L’arrêt rendu par la Cour de justice de l’Union européenne le 9 novembre 2017 traite de la notion de ressources publiques en droit de la concurrence. Le litige porte sur le financement d’un radiodiffuseur public par des recettes publicitaires collectées par des entités étatiques spécialement mandatées par la loi nationale. L’organe de surveillance de l’Union avait qualifié ces transferts d’aides d’État, mais le Tribunal de l’Union européenne avait annulé cette qualification le 24 septembre 2015. Les juges de première instance estimaient que des revenus issus d’annonceurs privés ne pouvaient constituer des ressources étatiques malgré le transit par des fonds publics. L’autorité compétente a formé un pourvoi pour contester cette interprétation restrictive qu’elle jugeait contraire aux principes fondamentaux du contrôle des aides publiques européennes. La question posée aux juges consistait à déterminer si le contrôle étatique sur l’affectation des fonds primait sur l’origine privée des sommes ainsi collectées. La Cour de justice annule l’arrêt du Tribunal en affirmant que la maîtrise effective des ressources par la puissance publique suffit à caractériser une aide. Cette solution repose sur la prééminence du critère du contrôle public sur l’origine des fonds (I) et sur une volonté de garantir l’efficacité du contrôle des aides (II).

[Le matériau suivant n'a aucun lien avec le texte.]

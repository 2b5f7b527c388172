//! Seeded random operation streams.
//!
//! Produces [`Operation`]s over a bounded key space (`k0`, `k1`, ...) with a
//! configurable put/get/remove mix. The same [`WorkloadConfig`] always yields
//! the same stream, so generated logs can be regenerated instead of stored.
//!
//! ```
//! use freqcache::workload::{OperationGenerator, WorkloadConfig};
//!
//! let config = WorkloadConfig { seed: 7, ..WorkloadConfig::default() };
//! let a = OperationGenerator::new(config).generate(100);
//! let b = OperationGenerator::new(config).generate(100);
//! assert_eq!(a, b);
//! ```

use rand::distr::Alphanumeric;
use rand::rngs::SmallRng;
use rand::{Rng, SeedableRng};

use crate::oplog::Operation;

/// Relative weights of each operation kind.
#[derive(Debug, Clone, Copy, PartialEq, Eq)]
pub struct OperationMix {
    pub put: u32,
    pub get: u32,
    pub remove: u32,
}

impl OperationMix {
    pub fn total(&self) -> u64 {
        u64::from(self.put) + u64::from(self.get) + u64::from(self.remove)
    }
}

impl Default for OperationMix {
    fn default() -> Self {
        Self {
            put: 5,
            get: 4,
            remove: 1,
        }
    }
}

#[derive(Debug, Clone, Copy, PartialEq, Eq)]
pub struct WorkloadConfig {
    pub seed: u64,
    /// Number of distinct keys.
    pub key_space: usize,
    /// Length of generated values.
    pub value_len: usize,
    pub mix: OperationMix,
}

impl Default for WorkloadConfig {
    fn default() -> Self {
        Self {
            seed: 42,
            key_space: 64,
            value_len: 8,
            mix: OperationMix::default(),
        }
    }
}

/// Infinite iterator of random operations.
#[derive(Debug, Clone)]
pub struct OperationGenerator {
    key_space: usize,
    value_len: usize,
    mix: OperationMix,
    rng: SmallRng,
}

impl OperationGenerator {
    /// A zero key space or value length is raised to 1; an all-zero mix falls
    /// back to the default mix.
    pub fn new(config: WorkloadConfig) -> Self {
        let mix = if config.mix.total() == 0 {
            OperationMix::default()
        } else {
            config.mix
        };
        Self {
            key_space: config.key_space.max(1),
            value_len: config.value_len.max(1),
            mix,
            rng: SmallRng::seed_from_u64(config.seed),
        }
    }

    pub fn next_op(&mut self) -> Operation {
        let roll = self.rng.random_range(0..self.mix.total());
        let key = format!("k{}", self.rng.random_range(0..self.key_space));

        if roll < u64::from(self.mix.put) {
            let value = self.next_value();
            Operation::Put { key, value }
        } else if roll < u64::from(self.mix.put) + u64::from(self.mix.get) {
            Operation::Get { key }
        } else {
            Operation::Remove { key }
        }
    }

    pub fn generate(&mut self, count: usize) -> Vec<Operation> {
        (0..count).map(|_| self.next_op()).collect()
    }

    // Roughly one value in four gets an inner space so logs exercise
    // multi-word values.
    fn next_value(&mut self) -> String {
        let mut value: String = (&mut self.rng)
            .sample_iter(Alphanumeric)
            .take(self.value_len)
            .map(char::from)
            .collect();
        if self.value_len >= 3 && self.rng.random_bool(0.25) {
            let at = self.rng.random_range(1..self.value_len - 1);
            value.replace_range(at..at + 1, " ");
        }
        value
    }
}

impl Iterator for OperationGenerator {
    type Item = Operation;

    fn next(&mut self) -> Option<Self::Item> {
        Some(self.next_op())
    }
}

I. La prééminence du contrôle étatique sur l’origine des ressources

A. Le critère déterminant de la maîtrise effective des fonds

La Cour rappelle que la qualification d’aide requiert l’intervention de l’État ou l’utilisation de ressources étatiques par l’intermédiaire d’un organisme public ou privé. Elle précise que « le fait qu’elles restent constamment sous contrôle public, et donc à la disposition des autorités nationales compétentes, suffit pour qu’elles soient qualifiées de « ressources d’État » ». Ainsi, la détention patrimoniale permanente des sommes par le Trésor public n’est pas une condition nécessaire pour l’application des règles relatives aux aides d’État. Le juge européen privilégie une approche matérielle fondée sur la capacité des autorités à orienter l’utilisation des moyens pécuniaires vers des objectifs de politique publique.

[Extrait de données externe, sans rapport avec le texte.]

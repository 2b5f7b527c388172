//! Error types for the freqcache library.
//!
//! ## Key Components
//!
//! - [`InvariantError`]: Returned when eviction bookkeeping and the key/value
//!   map disagree (`check_invariants` methods).
//! - [`ConfigError`]: Returned by strict constructors when the capacity is
//!   invalid.
//! - [`OpLogError`]: I/O failure while reading or writing an operation log or
//!   snapshot file.
//!
//! Inconsistencies detected during normal operation (touching an untracked
//! key, for example) are not errors: they are reported through `tracing` and
//! counted, and the operation becomes a no-op.
//!
//! ## Example Usage
//!
//! ```
//! use freqcache::error::ConfigError;
//! use freqcache::store::CacheStore;
//!
//! // Strict constructor for user-supplied capacities
//! let store: Result<CacheStore<String, i32>, ConfigError> = CacheStore::try_new(Some(100));
//! assert!(store.is_ok());
//!
//! // Zero capacity is rejected instead of silently meaning "unlimited"
//! let bad = CacheStore::<String, i32>::try_new(Some(0));
//! assert!(bad.is_err());
//! ```

use std::fmt;
use std::io;
use std::path::{Path, PathBuf};

// ---------------------------------------------------------------------------
// InvariantError
// ---------------------------------------------------------------------------

/// Error returned when internal cache invariants are violated.
///
/// Produced by [`EvictionManager::check_invariants`](crate::eviction::EvictionManager::check_invariants)
/// and [`CacheStore::check_invariants`](crate::store::CacheStore::check_invariants).
/// Carries a human-readable description of which invariant failed.
#[derive(Debug, Clone, PartialEq, Eq)]
pub struct InvariantError(String);

impl InvariantError {
    /// Creates a new `InvariantError` with the given description.
    #[inline]
    pub fn new(msg: impl Into<String>) -> Self {
        Self(msg.into())
    }

    /// Returns the error description.
    #[inline]
    pub fn message(&self) -> &str {
        &self.0
    }
}

impl fmt::Display for InvariantError {
    fn fmt(&self, f: &mut fmt::Formatter<'_>) -> fmt::Result {
        f.write_str(&self.0)
    }
}

impl std::error::Error for InvariantError {}

// ---------------------------------------------------------------------------
// ConfigError
// ---------------------------------------------------------------------------

/// Error returned when cache configuration parameters are invalid.
///
/// # Example
///
/// ```
/// use freqcache::store::CacheStore;
///
/// let err = CacheStore::<u64, u64>::try_new(Some(0)).unwrap_err();
/// assert!(err.to_string().contains("capacity"));
/// ```
#[derive(Debug, Clone, PartialEq, Eq)]
pub struct ConfigError(String);

impl ConfigError {
    /// Creates a new `ConfigError` with the given description.
    #[inline]
    pub fn new(msg: impl Into<String>) -> Self {
        Self(msg.into())
    }

    /// Returns the error description.
    #[inline]
    pub fn message(&self) -> &str {
        &self.0
    }
}

impl fmt::Display for ConfigError {
    fn fmt(&self, f: &mut fmt::Formatter<'_>) -> fmt::Result {
        f.write_str(&self.0)
    }
}

impl std::error::Error for ConfigError {}

// ---------------------------------------------------------------------------
// OpLogError
// ---------------------------------------------------------------------------

/// I/O error on an operation log or snapshot file, tagged with its path.
#[derive(Debug)]
pub struct OpLogError {
    path: PathBuf,
    source: io::Error,
}

impl OpLogError {
    pub fn new(path: impl AsRef<Path>, source: io::Error) -> Self {
        Self {
            path: path.as_ref().to_path_buf(),
            source,
        }
    }

    pub fn path(&self) -> &Path {
        &self.path
    }

    pub fn kind(&self) -> io::ErrorKind {
        self.source.kind()
    }
}

impl fmt::Display for OpLogError {
    fn fmt(&self, f: &mut fmt::Formatter<'_>) -> fmt::Result {
        write!(f, "{}: {}", self.path.display(), self.source)
    }
}

impl std::error::Error for OpLogError {
    fn source(&self) -> Option<&(dyn std::error::Error + 'static)> {
        Some(&self.source)
    }
}

// ---------------------------------------------------------------------------
// Tests
// ---------------------------------------------------------------------------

B. L’absence d’incidence de la provenance privée des recettes

Le raisonnement juridique écarte l’argument selon lequel l’origine privée des fonds, versés par des annonceurs, ferait obstacle à la qualification de ressource de l’État. La Cour souligne que « la circonstance que les ressources concernées soient gérées par des entités distinctes de l’autorité publique ou qu’elles soient d’origine privée est sans incidence ». Par ailleurs, l’État membre exerçait une influence déterminante sur les sociétés chargées de la commercialisation et de la gestion des fonds issus de l’activité publicitaire. L’ensemble du mécanisme de financement était régi par la législation nationale, plaçant les recettes sous le contrôle constant des autorités de tutelle compétentes. Cette primauté du contrôle fonctionnel assure une application rigoureuse du droit de l’Union en neutralisant les montages institutionnels complexes destinés à masquer l’intervention étatique.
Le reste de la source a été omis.